→ **DIRECTIONS FOR THIS TASK**
Please retype the listing below exactly, from its opening line through the line where "pub const BACK_RECEIVED: &str" appears.

→ **MATERIAL SUPPLIED**
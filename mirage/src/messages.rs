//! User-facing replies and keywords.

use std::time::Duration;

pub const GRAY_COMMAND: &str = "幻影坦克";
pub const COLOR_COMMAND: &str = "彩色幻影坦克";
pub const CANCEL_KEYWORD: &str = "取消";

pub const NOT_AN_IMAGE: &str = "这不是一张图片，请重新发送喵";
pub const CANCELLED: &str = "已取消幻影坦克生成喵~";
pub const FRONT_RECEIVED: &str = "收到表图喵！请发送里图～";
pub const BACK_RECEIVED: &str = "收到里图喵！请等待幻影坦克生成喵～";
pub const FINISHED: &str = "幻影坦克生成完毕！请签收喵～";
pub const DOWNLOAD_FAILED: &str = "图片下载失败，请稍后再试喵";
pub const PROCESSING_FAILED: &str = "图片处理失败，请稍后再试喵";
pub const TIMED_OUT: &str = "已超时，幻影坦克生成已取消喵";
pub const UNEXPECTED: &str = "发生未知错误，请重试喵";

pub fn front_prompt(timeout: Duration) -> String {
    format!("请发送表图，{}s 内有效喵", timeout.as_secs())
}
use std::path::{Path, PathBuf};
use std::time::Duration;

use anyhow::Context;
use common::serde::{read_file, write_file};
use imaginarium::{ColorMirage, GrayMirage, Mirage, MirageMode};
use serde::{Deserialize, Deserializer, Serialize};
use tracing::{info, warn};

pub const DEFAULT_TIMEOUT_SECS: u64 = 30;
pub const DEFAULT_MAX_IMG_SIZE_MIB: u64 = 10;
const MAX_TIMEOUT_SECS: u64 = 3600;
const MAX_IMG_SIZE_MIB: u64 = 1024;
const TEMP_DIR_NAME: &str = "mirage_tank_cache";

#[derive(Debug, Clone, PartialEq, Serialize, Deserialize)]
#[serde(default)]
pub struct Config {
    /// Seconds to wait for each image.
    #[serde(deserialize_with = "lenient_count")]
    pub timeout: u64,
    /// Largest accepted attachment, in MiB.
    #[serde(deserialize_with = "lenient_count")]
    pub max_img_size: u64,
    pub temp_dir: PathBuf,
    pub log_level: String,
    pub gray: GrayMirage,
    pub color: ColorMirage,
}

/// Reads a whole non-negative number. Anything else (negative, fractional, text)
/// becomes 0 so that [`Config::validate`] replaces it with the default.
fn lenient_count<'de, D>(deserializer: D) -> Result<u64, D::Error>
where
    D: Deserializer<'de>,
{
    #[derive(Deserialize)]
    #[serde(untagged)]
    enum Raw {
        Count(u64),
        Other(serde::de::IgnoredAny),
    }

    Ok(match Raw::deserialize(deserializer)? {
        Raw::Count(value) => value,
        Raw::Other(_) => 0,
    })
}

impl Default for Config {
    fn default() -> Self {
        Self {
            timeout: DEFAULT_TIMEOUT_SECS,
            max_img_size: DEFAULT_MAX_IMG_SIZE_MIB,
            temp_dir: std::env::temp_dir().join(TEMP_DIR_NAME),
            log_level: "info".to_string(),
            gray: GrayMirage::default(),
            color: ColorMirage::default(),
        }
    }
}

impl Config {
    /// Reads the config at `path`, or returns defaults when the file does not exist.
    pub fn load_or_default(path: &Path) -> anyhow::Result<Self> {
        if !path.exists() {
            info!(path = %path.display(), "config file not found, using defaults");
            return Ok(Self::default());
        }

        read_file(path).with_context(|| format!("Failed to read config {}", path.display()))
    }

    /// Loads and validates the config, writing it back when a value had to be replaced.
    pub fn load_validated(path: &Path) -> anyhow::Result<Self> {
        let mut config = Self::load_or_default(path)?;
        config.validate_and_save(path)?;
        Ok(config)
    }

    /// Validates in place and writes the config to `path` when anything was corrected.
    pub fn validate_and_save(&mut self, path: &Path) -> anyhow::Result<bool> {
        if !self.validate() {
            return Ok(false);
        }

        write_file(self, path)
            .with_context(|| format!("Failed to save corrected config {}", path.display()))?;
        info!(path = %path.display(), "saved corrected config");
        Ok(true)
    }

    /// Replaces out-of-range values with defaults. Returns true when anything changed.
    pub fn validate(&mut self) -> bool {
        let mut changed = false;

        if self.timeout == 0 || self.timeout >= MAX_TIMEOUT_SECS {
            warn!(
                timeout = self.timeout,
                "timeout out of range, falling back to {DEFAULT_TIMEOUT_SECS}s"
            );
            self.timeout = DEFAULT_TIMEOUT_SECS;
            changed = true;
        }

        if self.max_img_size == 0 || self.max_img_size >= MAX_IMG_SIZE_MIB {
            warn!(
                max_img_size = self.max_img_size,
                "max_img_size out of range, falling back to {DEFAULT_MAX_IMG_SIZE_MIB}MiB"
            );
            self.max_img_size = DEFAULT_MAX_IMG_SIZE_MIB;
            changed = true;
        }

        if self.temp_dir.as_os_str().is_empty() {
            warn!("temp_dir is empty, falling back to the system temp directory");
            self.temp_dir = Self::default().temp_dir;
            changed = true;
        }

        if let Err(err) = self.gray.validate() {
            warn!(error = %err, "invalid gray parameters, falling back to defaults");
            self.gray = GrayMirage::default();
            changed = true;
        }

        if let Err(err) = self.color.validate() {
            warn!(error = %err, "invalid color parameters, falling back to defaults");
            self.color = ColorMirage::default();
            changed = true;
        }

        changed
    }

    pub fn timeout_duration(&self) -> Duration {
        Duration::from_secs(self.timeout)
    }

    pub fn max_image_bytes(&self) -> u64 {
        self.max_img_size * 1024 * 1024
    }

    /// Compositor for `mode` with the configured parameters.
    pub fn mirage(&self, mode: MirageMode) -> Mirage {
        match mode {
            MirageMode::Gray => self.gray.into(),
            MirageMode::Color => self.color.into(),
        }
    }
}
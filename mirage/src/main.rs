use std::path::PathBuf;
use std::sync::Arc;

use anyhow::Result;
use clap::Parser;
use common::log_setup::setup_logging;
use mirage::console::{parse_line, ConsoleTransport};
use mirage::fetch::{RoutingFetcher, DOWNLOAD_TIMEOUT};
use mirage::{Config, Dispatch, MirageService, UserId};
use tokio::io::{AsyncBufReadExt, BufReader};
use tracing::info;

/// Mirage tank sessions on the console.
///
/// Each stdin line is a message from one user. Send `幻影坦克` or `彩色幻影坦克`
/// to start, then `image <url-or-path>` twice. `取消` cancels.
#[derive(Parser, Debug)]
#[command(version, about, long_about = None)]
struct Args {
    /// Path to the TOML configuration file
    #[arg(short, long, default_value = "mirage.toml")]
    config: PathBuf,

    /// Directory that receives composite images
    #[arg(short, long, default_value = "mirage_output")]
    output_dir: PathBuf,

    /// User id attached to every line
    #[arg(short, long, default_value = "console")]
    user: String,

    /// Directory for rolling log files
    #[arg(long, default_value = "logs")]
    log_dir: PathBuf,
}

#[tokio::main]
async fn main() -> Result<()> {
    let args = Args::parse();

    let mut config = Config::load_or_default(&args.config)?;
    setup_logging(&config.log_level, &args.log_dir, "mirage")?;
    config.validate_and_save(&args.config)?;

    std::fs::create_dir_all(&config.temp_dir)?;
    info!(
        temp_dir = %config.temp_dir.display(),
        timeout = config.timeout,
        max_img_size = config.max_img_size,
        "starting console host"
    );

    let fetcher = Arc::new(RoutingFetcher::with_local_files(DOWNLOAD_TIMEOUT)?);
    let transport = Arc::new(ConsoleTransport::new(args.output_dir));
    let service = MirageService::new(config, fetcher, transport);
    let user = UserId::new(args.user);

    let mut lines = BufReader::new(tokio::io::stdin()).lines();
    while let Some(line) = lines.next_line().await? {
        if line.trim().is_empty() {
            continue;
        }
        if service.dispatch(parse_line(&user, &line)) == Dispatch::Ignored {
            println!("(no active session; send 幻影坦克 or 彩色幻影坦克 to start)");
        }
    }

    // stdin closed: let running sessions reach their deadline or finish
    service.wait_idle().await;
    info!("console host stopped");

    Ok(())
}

→ **PROBLEM SOLUTION**
filename mirage/src/messages.rs
//! User-facing replies and keywords.

use std::time::Duration;

pub const GRAY_COMMAND: &str = "幻影坦克";
pub const COLOR_COMMAND: &str = "彩色幻影坦克";
pub const CANCEL_KEYWORD: &str = "取消";

pub const NOT_AN_IMAGE: &str = "这不是一张图片，请重新发送喵";
pub const CANCELLED: &str = "已取消幻影坦克生成喵~";
pub const FRONT_RECEIVED: &str = "收到表图喵！请发送里图～";
pub const BACK_RECEIVED: &str = "收到里图喵！请等待幻影坦克生成喵～";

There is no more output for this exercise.